Tanpa jam’iyyah (organisasi), kita ibarat
sepotong rumput liar yang tidak terurus.
Kita Ber-NU, memilih jalur NU, bersanad
melalui guru-guru Aswaja. Ada sandaran, ada rujukan, dan ada pertanggung
jawabannya.
NU yang lahir pada 31 Januari 1926, memiliki
tanggung jawab besar untuk mengawal kehidupan beragama dan bernegara dalam
bingkai NKRI.
Dalam Bahtsul Matsail Muktamar NU tahun 1936
di Banjarmasin, jauh sebelum Indonesia merdeka disebutkan bahwa Indonesia
adalah “Negara Islam” (baca: wilayah Islam). Ini bisa dimaknakan sbg mengambil
petunjuk negara yang dibangun oleh Rasulullah di Madinah, yang berdasar
kesepakatan kaum muslimin dan penduduk
non-muslim.
Dengan Piagam Madinah, tidak mengedepankan
Islam semata tetapi persatuan dan kesatuan, sebagaimana Firman Allah
وَمَا
أَرْسَلْنَاكَ إِلَّا رَحْمَةً لِلْعَالَمِينَ
Tidaklah Kami mengutusmu, melainkan untuk
menjadi rahmat bagi sekalian alam [Al-Anbiyâ’/21:107].
Semoga kita diakui murid KH. Hasyim Asy’ari,
bersambung sanad juga kepada KH. Kholil Bangkalan, Syekh Nawawi Al-Bantani,
para Imam Ahlussunnah wal Jama’ah, dan dikumpulkan bersama para ulama salafus
shaleh yang mumpuni dalam duniawi dan ukhrawi.

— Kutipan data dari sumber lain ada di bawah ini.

//! Seller and delivery partner records.

use crate::domain::{PartnerId, SellerId, Tier};
use chrono::{DateTime, Utc};
use serde::{Deserialize, Serialize};

/// Account standing, mutated only through the admin override path.
#[derive(Debug, Clone, Copy, PartialEq, Eq, Serialize, Deserialize)]
#[serde(rename_all = "snake_case")]
pub enum AccountStatus {
    Active,
    OnHold,
    Restricted,
    Deleted,
}

impl AccountStatus {
    pub fn as_str(&self) -> &'static str {
        match self {
            AccountStatus::Active => "active",
            AccountStatus::OnHold => "on_hold",
            AccountStatus::Restricted => "restricted",
            AccountStatus::Deleted => "deleted",
        }
    }

    pub fn parse(s: &str) -> Option<Self> {
        match s {
            "active" => Some(AccountStatus::Active),
            "on_hold" => Some(AccountStatus::OnHold),
            "restricted" => Some(AccountStatus::Restricted),
            "deleted" => Some(AccountStatus::Deleted),
            _ => None,
        }
    }
}

/// A seller account with its current settlement tier.
#[derive(Debug, Clone, PartialEq, Serialize, Deserialize)]
pub struct Seller {
    pub seller_id: SellerId,
    pub tier: Tier,
    pub tier_updated_at: Option<DateTime<Utc>>,
    pub account_status: AccountStatus,
    pub created_at: DateTime<Utc>,
}

/// A delivery partner account.
#[derive(Debug, Clone, PartialEq, Serialize, Deserialize)]
pub struct Partner {
    pub partner_id: PartnerId,
    pub account_status: AccountStatus,
    pub created_at: DateTime<Utc>,
}
//! Cash-on-delivery collections and net settlement computation.
//!
//! COD reconciliation tracks physical cash flow independently of the
//! seller-earning ledger path, so declared-vs-collected discrepancies stay
//! auditable.

use crate::domain::{Money, OrderId, PartnerId, SellerId};
use chrono::{DateTime, Utc};
use serde::{Deserialize, Serialize};

/// Where the collected cash stands between partner and platform.
#[derive(Debug, Clone, Copy, PartialEq, Eq, Serialize, Deserialize)]
#[serde(rename_all = "lowercase")]
pub enum RemittanceStatus {
    /// Partner holds the cash.
    Collected,
    /// Partner has handed the cash to the platform.
    Remitted,
}

impl RemittanceStatus {
    pub fn as_str(&self) -> &'static str {
        match self {
            RemittanceStatus::Collected => "collected",
            RemittanceStatus::Remitted => "remitted",
        }
    }

    pub fn parse(s: &str) -> Option<Self> {
        match s {
            "collected" => Some(RemittanceStatus::Collected),
            "remitted" => Some(RemittanceStatus::Remitted),
            _ => None,
        }
    }
}

/// One COD collection, unique per order.
#[derive(Debug, Clone, PartialEq, Serialize, Deserialize)]
pub struct CodCollection {
    pub order_id: OrderId,
    pub seller_id: SellerId,
    pub partner_id: PartnerId,
    /// Amount declared on the order.
    pub cod_amount: Money,
    /// Amount the partner actually collected at the door.
    pub collected_amount: Money,
    pub shipping_charge: Money,
    pub platform_fee: Money,
    pub cod_handling_fee: Money,
    pub net_settlement: Money,
    pub remittance_status: RemittanceStatus,
    pub collected_at: DateTime<Utc>,
    pub remitted_at: Option<DateTime<Utc>>,
}

/// Handling fee and net settlement for a collected amount.
///
/// Handling fee is 2 percent of the collected cash; net settlement is the
/// collected cash less shipping, platform fee, and handling fee, floored
/// at zero. Each step rounds to 2 decimals.
pub fn compute_cod_settlement(
    collected_amount: Money,
    shipping_charge: Money,
    platform_fee: Money,
    handling_fee_pct: Money,
) -> (Money, Money) {
    let handling_fee = collected_amount.percent(handling_fee_pct);
    let net = (collected_amount - shipping_charge - platform_fee - handling_fee)
        .round2()
        .floor_zero();
    (handling_fee, net)
}
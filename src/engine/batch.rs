//! Settlement batch processor: promotes due batches from pending to
//! available funds.
//!
//! Batches are processed independently; one batch failing is recorded on
//! that batch and never blocks or rolls back its siblings.

use crate::db::repo::NewLedgerEntry;
use crate::db::Repository;
use crate::domain::{ActorRef, EntryType, Money, ScheduleStatus, SellerId, SettlementSchedule};
use crate::engine::{LedgerWriter, StatsEngine};
use crate::error::AppError;
use chrono::{DateTime, Utc};
use futures::future::join_all;
use std::sync::Arc;
use tracing::{debug, info, warn};

/// Per-batch result of one processing run.
#[derive(Debug, Clone, PartialEq)]
pub struct BatchOutcome {
    pub batch_id: String,
    pub seller_id: SellerId,
    pub status: ScheduleStatus,
    pub total_amount: Money,
    pub orders_settled: usize,
    pub failure_reason: Option<String>,
}

pub struct BatchProcessor {
    repo: Arc<Repository>,
    ledger: Arc<LedgerWriter>,
    stats: Arc<StatsEngine>,
}

impl BatchProcessor {
    pub fn new(repo: Arc<Repository>, ledger: Arc<LedgerWriter>, stats: Arc<StatsEngine>) -> Self {
        Self { repo, ledger, stats }
    }

    /// Process every batch due at `now`. Returns one outcome per batch that
    /// this run claimed; batches claimed by a concurrent run are skipped.
    pub async fn process_due(&self, now: DateTime<Utc>) -> Result<Vec<BatchOutcome>, AppError> {
        let today = now.date_naive();
        let due = self.repo.due_schedules(today).await?;
        if due.is_empty() {
            debug!(date = %today, "No settlement batches due");
            return Ok(Vec::new());
        }

        info!(count = due.len(), date = %today, "Processing due settlement batches");

        let outcomes = join_all(
            due.into_iter()
                .map(|schedule| self.process_batch(schedule, now)),
        )
        .await;

        Ok(outcomes.into_iter().flatten().collect())
    }

    /// Process one claimed batch; errors inside become a failed outcome.
    async fn process_batch(
        &self,
        schedule: SettlementSchedule,
        now: DateTime<Utc>,
    ) -> Option<BatchOutcome> {
        // Exclusive scheduled->processing claim; losing it means another
        // worker owns this batch.
        match self.repo.claim_schedule(&schedule.id).await {
            Ok(true) => {}
            Ok(false) => {
                debug!(batch = %schedule.id, "Batch already claimed, skipping");
                return None;
            }
            Err(e) => {
                warn!(batch = %schedule.id, error = %e, "Failed to claim batch");
                return None;
            }
        }

        match self.settle_batch(&schedule, now).await {
            Ok(orders_settled) => {
                info!(
                    batch = %schedule.id,
                    seller = %schedule.seller_id,
                    total = %schedule.total_amount,
                    orders = orders_settled,
                    "Settlement batch completed"
                );
                Some(BatchOutcome {
                    batch_id: schedule.id.clone(),
                    seller_id: schedule.seller_id.clone(),
                    status: ScheduleStatus::Completed,
                    total_amount: schedule.total_amount,
                    orders_settled,
                    failure_reason: None,
                })
            }
            Err(e) => {
                let reason = e.to_string();
                warn!(batch = %schedule.id, error = %reason, "Settlement batch failed");
                if let Err(mark_err) = self.repo.fail_schedule(&schedule.id, &reason).await {
                    warn!(batch = %schedule.id, error = %mark_err, "Failed to record batch failure");
                }
                Some(BatchOutcome {
                    batch_id: schedule.id.clone(),
                    seller_id: schedule.seller_id.clone(),
                    status: ScheduleStatus::Failed,
                    total_amount: schedule.total_amount,
                    orders_settled: 0,
                    failure_reason: Some(reason),
                })
            }
        }
    }

    async fn settle_batch(
        &self,
        schedule: &SettlementSchedule,
        now: DateTime<Utc>,
    ) -> Result<usize, AppError> {
        let mut orders_settled = 0;

        // An empty batch (opened but never fed) completes with no ledger
        // movement.
        if !schedule.order_ids.is_empty() {
            self.ledger
                .append(
                    NewLedgerEntry {
                        actor: ActorRef::seller(&schedule.seller_id),
                        entry_type: EntryType::Settlement,
                        amount: schedule.total_amount,
                        description: format!(
                            "Settlement of {} orders matured {}",
                            schedule.order_ids.len(),
                            schedule.settlement_date
                        ),
                        order_id: None,
                        batch_id: Some(schedule.id.clone()),
                        source: format!("batch:{}", schedule.id),
                    },
                    now,
                )
                .await?;

            orders_settled = self.repo.mark_batch_orders_settled(&schedule.id).await? as usize;
        }

        self.repo.complete_schedule(&schedule.id, now).await?;

        let next_date = self.repo.next_settlement_date(&schedule.seller_id).await?;
        self.stats
            .apply_batch_settled(
                &schedule.seller_id,
                schedule.tier_at_creation,
                schedule.total_amount,
                next_date,
            )
            .await?;

        Ok(orders_settled)
    }
}
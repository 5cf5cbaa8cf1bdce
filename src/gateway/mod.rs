//! Payout gateway abstraction for moving approved withdrawals to a bank.

use crate::domain::Money;
use async_trait::async_trait;
use std::fmt;

pub mod http;
pub mod mock;

pub use http::HttpPayoutGateway;
pub use mock::MockPayoutGateway;

/// Gateway trait for initiating bank transfers.
///
/// Implementations must handle retry/backoff and rate limiting; callers
/// treat a returned transaction reference as proof the transfer was
/// accepted downstream.
#[async_trait]
pub trait PayoutGateway: Send + Sync + fmt::Debug {
    /// Initiate a transfer for an approved withdrawal.
    ///
    /// # Arguments
    /// * `partner_id` - Recipient partner
    /// * `amount` - Transfer amount, already validated against the ledger
    /// * `bank_details` - Opaque account reference captured at request time
    /// * `reference` - Idempotency reference (the withdrawal id)
    ///
    /// # Returns
    /// The provider's transaction reference.
    async fn initiate_transfer(
        &self,
        partner_id: &str,
        amount: Money,
        bank_details: Option<&str>,
        reference: &str,
    ) -> Result<String, GatewayError>;
}

/// Error type for payout gateway operations.
#[derive(Debug, Clone)]
pub enum GatewayError {
    /// Network error (e.g., connection timeout, DNS failure)
    NetworkError(String),
    /// HTTP error (e.g., 429 rate limit, 5xx server error)
    HttpError { status: u16, message: String },
    /// Parsing error (invalid JSON or malformed response)
    ParseError(String),
    /// Rate limit exceeded (caller should implement backoff)
    RateLimited,
    /// Transfer rejected by the provider
    Rejected(String),
}

impl fmt::Display for GatewayError {
    fn fmt(&self, f: &mut fmt::Formatter<'_>) -> fmt::Result {
        match self {
            GatewayError::NetworkError(msg) => write!(f, "Network error: {}", msg),
            GatewayError::HttpError { status, message } => {
                write!(f, "HTTP error {}: {}", status, message)
            }
            GatewayError::ParseError(msg) => write!(f, "Parse error: {}", msg),
            GatewayError::RateLimited => write!(f, "Rate limited"),
            GatewayError::Rejected(msg) => write!(f, "Transfer rejected: {}", msg),
        }
    }
}

impl std::error::Error for GatewayError {}

#[cfg(test)]
mod tests {
    use super::*;

    #[test]
    fn test_gateway_error_display() {
        let err = GatewayError::NetworkError("connection timeout".to_string());
        assert_eq!(err.to_string(), "Network error: connection timeout");

        let err = GatewayError::HttpError {
            status: 429,
            message: "Too many requests".to_string(),
        };
        assert_eq!(err.to_string(), "HTTP error 429: Too many requests");

        let err = GatewayError::Rejected("account closed".to_string());
        assert_eq!(err.to_string(), "Transfer rejected: account closed");

        let err = GatewayError::RateLimited;
        assert_eq!(err.to_string(), "Rate limited");
    }
}
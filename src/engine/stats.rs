//! Seller aggregate maintenance.
//!
//! Incremental bumps ride along with each engine effect; the recompute path
//! rebuilds the whole row from order, ledger, and COD history and is the
//! authoritative repair procedure.

use crate::db::Repository;
use crate::domain::{
    EntryType, Money, OrderStatus, RemittanceStatus, SellerId, SellerStats, Tier,
};
use crate::error::AppError;
use chrono::NaiveDate;
use std::sync::Arc;
use tracing::info;

pub struct StatsEngine {
    repo: Arc<Repository>,
}

impl StatsEngine {
    pub fn new(repo: Arc<Repository>) -> Self {
        Self { repo }
    }

    async fn load_or_empty(&self, seller_id: &SellerId, tier: Tier) -> Result<SellerStats, AppError> {
        Ok(self
            .repo
            .get_seller_stats(seller_id)
            .await?
            .unwrap_or_else(|| SellerStats::empty(seller_id.clone(), tier)))
    }

    /// New order registered.
    pub async fn apply_order_created(
        &self,
        seller_id: &SellerId,
        tier: Tier,
    ) -> Result<(), AppError> {
        let mut stats = self.load_or_empty(seller_id, tier).await?;
        stats.total_orders += 1;
        stats.refresh_rates();
        self.repo.upsert_seller_stats(&stats).await?;
        Ok(())
    }

    /// Terminal delivery-state change (delivered / rto / cancelled).
    pub async fn apply_order_outcome(
        &self,
        seller_id: &SellerId,
        tier: Tier,
        status: OrderStatus,
    ) -> Result<(), AppError> {
        let mut stats = self.load_or_empty(seller_id, tier).await?;
        match status {
            OrderStatus::Delivered => stats.delivered_orders += 1,
            OrderStatus::Rto => stats.rto_orders += 1,
            OrderStatus::Cancelled => stats.cancelled_orders += 1,
            OrderStatus::Created => {}
        }
        stats.refresh_rates();
        self.repo.upsert_seller_stats(&stats).await?;
        Ok(())
    }

    /// Delivered order entered a settlement batch.
    #[allow(clippy::too_many_arguments)]
    pub async fn apply_settlement_scheduled(
        &self,
        seller_id: &SellerId,
        tier: Tier,
        order_value: Money,
        shipping_cost: Money,
        platform_fee: Money,
        seller_earning: Money,
        next_settlement_date: Option<NaiveDate>,
    ) -> Result<(), AppError> {
        let mut stats = self.load_or_empty(seller_id, tier).await?;
        stats.gross_revenue = stats.gross_revenue + order_value;
        stats.shipping_cost = stats.shipping_cost + shipping_cost;
        stats.platform_fees = stats.platform_fees + platform_fee;
        stats.pending_settlement = stats.pending_settlement + seller_earning;
        stats.next_settlement_date = next_settlement_date;
        self.repo.upsert_seller_stats(&stats).await?;
        Ok(())
    }

    /// Matured batch released pending funds to available.
    pub async fn apply_batch_settled(
        &self,
        seller_id: &SellerId,
        tier: Tier,
        total_amount: Money,
        next_settlement_date: Option<NaiveDate>,
    ) -> Result<(), AppError> {
        let mut stats = self.load_or_empty(seller_id, tier).await?;
        stats.pending_settlement = (stats.pending_settlement - total_amount).floor_zero();
        stats.available_for_withdrawal = stats.available_for_withdrawal + total_amount;
        stats.total_settled = stats.total_settled + total_amount;
        stats.next_settlement_date = next_settlement_date;
        self.repo.upsert_seller_stats(&stats).await?;
        Ok(())
    }

    /// COD cash reported collected by a partner.
    pub async fn apply_cod_collected(
        &self,
        seller_id: &SellerId,
        tier: Tier,
        collected_amount: Money,
    ) -> Result<(), AppError> {
        let mut stats = self.load_or_empty(seller_id, tier).await?;
        stats.total_cod_collected = stats.total_cod_collected + collected_amount;
        stats.pending_cod_remittance = stats.pending_cod_remittance + collected_amount;
        self.repo.upsert_seller_stats(&stats).await?;
        Ok(())
    }

    /// COD cash handed over to the platform.
    pub async fn apply_cod_remitted(
        &self,
        seller_id: &SellerId,
        tier: Tier,
        collected_amount: Money,
    ) -> Result<(), AppError> {
        let mut stats = self.load_or_empty(seller_id, tier).await?;
        stats.pending_cod_remittance =
            (stats.pending_cod_remittance - collected_amount).floor_zero();
        self.repo.upsert_seller_stats(&stats).await?;
        Ok(())
    }

    /// Tier changed (evaluation or admin override).
    pub async fn apply_tier_change(
        &self,
        seller_id: &SellerId,
        tier: Tier,
    ) -> Result<(), AppError> {
        let mut stats = self.load_or_empty(seller_id, tier).await?;
        stats.current_tier = tier;
        self.repo.upsert_seller_stats(&stats).await?;
        Ok(())
    }

    /// Rebuild the aggregate row from scratch.
    ///
    /// Deterministic fold over order, ledger, and COD history; always safe
    /// to run, and the repair for any drift the incremental path accrued.
    pub async fn recompute(&self, seller_id: &SellerId) -> Result<SellerStats, AppError> {
        let seller = self
            .repo
            .get_seller(seller_id)
            .await?
            .ok_or_else(|| AppError::NotFound(format!("seller {} not found", seller_id)))?;

        let mut stats = SellerStats::empty(seller_id.clone(), seller.tier);

        let orders = self.repo.query_seller_orders(seller_id).await?;
        for order in &orders {
            stats.total_orders += 1;
            match order.status {
                OrderStatus::Delivered => {
                    stats.delivered_orders += 1;
                    stats.gross_revenue = stats.gross_revenue + order.order_value;
                    stats.shipping_cost = stats.shipping_cost + order.shipping_cost;
                    if let Some(fee) = order.platform_fee {
                        stats.platform_fees = stats.platform_fees + fee;
                    }
                }
                OrderStatus::Rto => stats.rto_orders += 1,
                OrderStatus::Cancelled => stats.cancelled_orders += 1,
                OrderStatus::Created => {}
            }
        }

        // Bucket balances come from the chain tail; total_settled is the sum
        // of settlement releases. Summed in Rust to keep decimal precision.
        let actor = crate::domain::ActorRef::seller(seller_id);
        let chain = self.repo.ledger_chain(&actor).await?;
        for entry in &chain {
            if entry.entry_type == EntryType::Settlement {
                stats.total_settled = stats.total_settled + entry.amount;
            }
        }
        if let Some(last) = chain.last() {
            if let Some(buckets) = last.buckets {
                stats.pending_settlement = buckets.pending_after;
                stats.available_for_withdrawal = buckets.available_after;
            }
        }

        let collections = self.repo.query_seller_cod_collections(seller_id).await?;
        for collection in &collections {
            stats.total_cod_collected = stats.total_cod_collected + collection.collected_amount;
            if collection.remittance_status == RemittanceStatus::Collected {
                stats.pending_cod_remittance =
                    stats.pending_cod_remittance + collection.collected_amount;
            }
        }

        stats.next_settlement_date = self.repo.next_settlement_date(seller_id).await?;
        stats.refresh_rates();

        self.repo.upsert_seller_stats(&stats).await?;
        info!(seller = %seller_id, "Recomputed seller stats from history");
        Ok(stats)
    }
}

Aamiin ya robbal alamiin..
الحق بلا نظام
يغلبه الباطل بالنظام
Kebenaran tanpa struktur, akan dikalahkan
oleh kebathilan yang terstruktur.
Wallahul muwaafiq ilaa aqwamit thoriq..
Disarikan dari berbagai sumber, terutama buku
Khazanah Aswaja, Tim Aswaja NU Center PWNU Jatim.